[Saved data entries]
****************
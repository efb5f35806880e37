use crate::{Float, Point2f, Ray, Vec3f};
use crate::spectrum::Spectrum;
use crate::shapes::Shape;
use crate::light::{Light, LiSample, LightFlags, VisibilityTester};
use crate::interaction::SurfaceHit;
use crate::sampling::Distribution1D;
use cgmath::InnerSpace;
use std::sync::Arc;

/// Uniform emitter attached to one or more shapes, radiating from the side their normals
/// point to. Points are sampled uniformly by area over all shapes.
#[derive(Debug)]
pub struct DiffuseAreaLight {
    emit: Spectrum,
    shapes: Vec<Arc<dyn Shape>>,
    distrib: Distribution1D,
    total_area: Float,
}

impl DiffuseAreaLight {
    pub fn new(emit: Spectrum, shapes: Vec<Arc<dyn Shape>>) -> Self {
        let areas: Vec<Float> = shapes.iter().map(|s| s.area()).collect();
        let total_area = areas.iter().sum();
        Self {
            emit,
            shapes,
            distrib: Distribution1D::new(areas),
            total_area,
        }
    }

    pub fn radiance(&self) -> Spectrum {
        self.emit
    }

    pub fn area(&self) -> Float {
        self.total_area
    }

    /// Given a point on the area light's surface represented by `hit`, evaluate the area light's
    /// emitted radiance `L` in the given outgoing direction `w`.
    pub fn emitted_radiance(&self, hit: &SurfaceHit, w: Vec3f) -> Spectrum {
        if hit.n.dot(w) > 0.0 {
            self.emit
        } else {
            Spectrum::uniform(0.0)
        }
    }

    /// Solid angle density of sampling `light_hit` from `reference`.
    pub fn pdf_at(&self, reference: &SurfaceHit, light_hit: &SurfaceHit) -> Float {
        let d = light_hit.p - reference.p;
        let dist2 = d.magnitude2();
        if dist2 == 0.0 {
            return 0.0;
        }
        let cos = light_hit.n.dot(-d.normalize()).abs();
        if cos == 0.0 {
            return 0.0;
        }
        dist2 / (cos * self.total_area)
    }
}

impl Light for DiffuseAreaLight {
    fn flags(&self) -> LightFlags {
        LightFlags::Area
    }

    fn sample_incident_radiance(&self, reference: &SurfaceHit, u: Point2f) -> Option<LiSample> {
        if self.shapes.is_empty() || self.total_area <= 0.0 {
            return None;
        }
        let (idx, _, u_remapped) = self.distrib.sample_discrete(u[0]);
        let p_shape = self.shapes[idx].sample(Point2f::new(u_remapped, u[1]));

        let pdf = self.pdf_at(reference, &p_shape);
        if pdf == 0.0 || !pdf.is_finite() {
            return None;
        }
        let wi = (p_shape.p - reference.p).normalize();
        let radiance = self.emitted_radiance(&p_shape, -wi);
        if radiance.is_black() {
            return None;
        }
        Some(LiSample {
            radiance,
            wi,
            pdf,
            vis: VisibilityTester::between(reference, p_shape),
        })
    }

    fn pdf_incident_radiance(&self, reference: &SurfaceHit, wi: Vec3f) -> Float {
        let mut ray: Ray = reference.spawn_ray(wi);
        let mut closest = None;
        for shape in &self.shapes {
            if let Some((t, isect)) = shape.intersect(&ray) {
                ray.t_max = t;
                closest = Some(isect.hit);
            }
        }
        closest.map_or(0.0, |hit| self.pdf_at(reference, &hit))
    }
}

#[cfg(test)]
mod tests {
    use super::*;
    use crate::shapes::{rectangle_mesh, TriangleMesh};
    use crate::{Normal3, Point3f, Transform};
    use approx::assert_relative_eq;

    fn ceiling_light() -> DiffuseAreaLight {
        // 2x2 square at z = 1 facing down
        let to_world = Transform::translate(vec3f!(0, 0, 1));
        let mesh = rectangle_mesh(&to_world, true);
        let shapes: Vec<Arc<dyn Shape>> = TriangleMesh::iter_triangles(&mesh)
            .map(|t| Arc::new(t) as Arc<dyn Shape>)
            .collect();
        DiffuseAreaLight::new(Spectrum::uniform(2.0), shapes)
    }

    #[test]
    fn test_sample_pdf_matches_pdf_incident_radiance() {
        let light = ceiling_light();
        assert_relative_eq!(light.area(), 4.0, epsilon = 1e-5);

        let reference = SurfaceHit::new(Point3f::new(0.1, 0.2, 0.0), Normal3::new(0.0, 0.0, 1.0));
        for &(u, v) in &[(0.1, 0.2), (0.7, 0.4), (0.45, 0.95)] {
            let s = light.sample_incident_radiance(&reference, Point2f::new(u, v)).expect("sample");
            assert_eq!(s.radiance, Spectrum::uniform(2.0));
            assert!(s.wi.z > 0.0);
            assert_relative_eq!(s.pdf, light.pdf_incident_radiance(&reference, s.wi), max_relative = 1e-3);
        }
    }

    #[test]
    fn test_emits_from_front_only() {
        let light = ceiling_light();
        let above = SurfaceHit::new(Point3f::new(0.0, 0.0, 2.0), Normal3::new(0.0, 0.0, -1.0));
        assert!(light.sample_incident_radiance(&above, Point2f::new(0.5, 0.5)).is_none());

        let hit = SurfaceHit::new(Point3f::new(0.0, 0.0, 1.0), Normal3::new(0.0, 0.0, -1.0));
        assert!(light.emitted_radiance(&hit, vec3f!(0, 0, 1)).is_black());
        assert!(!light.emitted_radiance(&hit, vec3f!(0, 0, -1)).is_black());
    }
}
//! The CPU path tracing engine behind the `RenderEngine` interface.

use indicatif::{ProgressBar, ProgressStyle};
use rayon::ThreadPoolBuilder;
use std::path::Path;
use std::time::Instant;

use crate::engine::RenderEngine;
use crate::error::{RenderError, SceneLoadError};
use crate::imageio::Bitmap;
use crate::integrator::render_film;
use crate::loaders::{load_mitsuba_scene, LoadOptions};
use crate::scene::Scene;
use crate::variant::Variant;

#[derive(Debug, Clone)]
pub struct RenderOptions {
    /// Worker threads, `None` for one per core.
    pub threads: Option<usize>,
    /// Overrides the scene's samples per pixel.
    pub spp: Option<u32>,
    /// Overrides the scene's sampler seed.
    pub seed: Option<u64>,
    pub progress: bool,
    /// Side length of the square image tiles rendered as units of work.
    pub tile_size: i32,
    /// `(name, value)` overrides for the scene's `<default>` parameters.
    pub defaults: Vec<(String, String)>,
}

impl Default for RenderOptions {
    fn default() -> Self {
        Self {
            threads: None,
            spp: None,
            seed: None,
            progress: true,
            tile_size: 16,
            defaults: Vec::new(),
        }
    }
}

#[derive(Debug, Clone, Default)]
pub struct CpuRenderer {
    options: RenderOptions,
}

impl CpuRenderer {
    pub fn new(options: RenderOptions) -> Self {
        Self { options }
    }

    pub fn options(&self) -> &RenderOptions {
        &self.options
    }

    fn progress_bar(&self) -> ProgressBar {
        if !self.options.progress {
            return ProgressBar::hidden();
        }
        let bar = ProgressBar::new(0);
        if let Ok(style) = ProgressStyle::default_bar()
            .template("[{elapsed_precise}] [{bar:40.cyan/blue}] {pos}/{len} tiles (eta: {eta})")
        {
            bar.set_style(style.progress_chars("#>-"));
        }
        bar
    }
}

impl RenderEngine for CpuRenderer {
    type Scene = Scene;

    fn name(&self) -> &str {
        "cpu"
    }

    fn supports_variant(&self, variant: Variant) -> bool {
        variant == Variant::SCALAR_RGB
    }

    fn load_scene(&self, path: &Path, variant: Variant) -> Result<Scene, SceneLoadError> {
        if !self.supports_variant(variant) {
            return Err(SceneLoadError::UnsupportedVariant(variant));
        }
        let options = LoadOptions {
            spp: self.options.spp,
            seed: self.options.seed,
            defaults: self.options.defaults.clone(),
        };
        load_mitsuba_scene(path, variant, &options)
    }

    fn render(&self, scene: &Scene) -> Result<Bitmap, RenderError> {
        let mut builder = ThreadPoolBuilder::new();
        if let Some(threads) = self.options.threads {
            builder = builder.num_threads(threads);
        }
        let pool = builder.build()?;

        let res = scene.film.resolution;
        let _span = tracing::info_span!("render", width = res.x, height = res.y, spp = scene.sampler.samples_per_pixel()).entered();
        tracing::info!(threads = pool.current_num_threads(), variant = %scene.variant, "rendering");

        let progress = self.progress_bar();
        let start = Instant::now();
        let image = pool.install(|| render_film(scene, self.options.tile_size, &progress));
        progress.finish_and_clear();
        let image = image?;

        tracing::info!(elapsed = ?start.elapsed(), "render finished");
        Ok(image)
    }
}
use crate::integrator::{bsdf_sampled_emission_weight, uniform_sample_one_light, Integrator, RadianceSample};
use crate::interaction::SurfaceHit;
use crate::sampler::Sampler;
use crate::scene::Scene;
use crate::spectrum::Spectrum;
use crate::{Float, Ray, abs_dot};

/// Unidirectional path tracer with next event estimation and multiple importance sampling.
#[derive(Debug, Clone)]
pub struct PathIntegrator {
    /// Longest path, counted in scattering events plus one. `None` is unbounded.
    max_depth: Option<u32>,

    /// Depth from which Russian roulette may terminate paths.
    rr_depth: u32,

    /// Leave emitters seen directly by the camera out of the image.
    hide_emitters: bool,
}

impl Default for PathIntegrator {
    fn default() -> Self {
        Self { max_depth: None, rr_depth: 5, hide_emitters: false }
    }
}

impl PathIntegrator {
    pub fn new(max_depth: Option<u32>, rr_depth: u32, hide_emitters: bool) -> Self {
        PathIntegrator { max_depth, rr_depth, hide_emitters }
    }

    fn continues_after(&self, depth: u32) -> bool {
        self.max_depth.map_or(true, |max| depth + 1 < max)
    }
}

impl Integrator for PathIntegrator {
    fn incident_radiance(&self, ray: Ray, scene: &Scene, sampler: &mut dyn Sampler) -> RadianceSample {
        let mut path_radiance = Spectrum::uniform(0.0);
        let mut throughput = Spectrum::uniform(1.0);
        let mut depth = 0u32;
        let mut ray = ray;
        let mut alpha: Float = if scene.has_environment() && !self.hide_emitters { 1.0 } else { 0.0 };

        // state of the previous scattering event, for weighting emission found by BSDF sampling
        let mut specular_bounce = false;
        let mut prev_hit: Option<SurfaceHit> = None;
        let mut prev_pdf: Float = 0.0;
        let mut null_crossings = 0;

        if self.max_depth == Some(0) {
            return RadianceSample { radiance: path_radiance, alpha };
        }

        loop {
            let si = match scene.intersect(&mut ray) {
                Some(si) => si,
                None => {
                    if depth > 0 || !self.hide_emitters {
                        path_radiance += throughput * scene.environment_emitted_radiance(&ray);
                    }
                    break;
                }
            };
            if depth == 0 {
                alpha = 1.0;
            }

            // emission at the hit
            if si.is_emitter() && (depth > 0 || !self.hide_emitters) {
                let le = si.emitted_radiance(si.wo);
                let weight = match prev_hit {
                    Some(prev) if !specular_bounce => bsdf_sampled_emission_weight(scene, &prev, prev_pdf, &si),
                    _ => 1.0,
                };
                path_radiance += throughput * le * weight;
            }

            let bsdf = match si.bsdf() {
                Some(bsdf) => bsdf,
                None => {
                    // index-matched boundary, carry on without counting a bounce
                    null_crossings += 1;
                    if null_crossings > super::MAX_NULL_CROSSINGS {
                        break;
                    }
                    ray = si.spawn_ray(ray.dir);
                    continue;
                }
            };
            null_crossings = 0;

            if !self.continues_after(depth) {
                break;
            }

            // Sample illumination from lights to find path contribution
            // But skip for perfectly specular BSDFs
            if !bsdf.is_specular() {
                path_radiance += throughput * uniform_sample_one_light(&si, &bsdf, scene, sampler);
            }

            // Sample BSDF to get new path direction
            let scatter = match bsdf.sample_f(si.wo, sampler.get_2d()) {
                Some(scatter) => scatter,
                None => break,
            };
            throughput *= scatter.f * abs_dot(scatter.wi, si.shading_n.0) / scatter.pdf;
            specular_bounce = scatter.is_specular();
            prev_pdf = scatter.pdf;
            prev_hit = Some(si.hit);
            ray = si.spawn_ray(scatter.wi);
            depth += 1;

            if throughput.is_black() {
                break;
            }

            // Possibly terminate the path with Russian roulette
            if depth >= self.rr_depth {
                let q = Float::max(0.05, 1.0 - throughput.max_component_value());
                if sampler.get_1d() < q {
                    break;
                }
                throughput /= 1.0 - q;
            }
        }

        RadianceSample { radiance: path_radiance, alpha }
    }
}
****************
§ Required work
Check every line above for the word "alpha" and copy those that have it.

§ Solution for this problem
        let mut alpha: Float = if scene.has_environment() && !self.hide_emitters { 1.0 } else { 0.0 };
            return RadianceSample { radiance: path_radiance, alpha };
                alpha = 1.0;
        RadianceSample { radiance: path_radiance, alpha }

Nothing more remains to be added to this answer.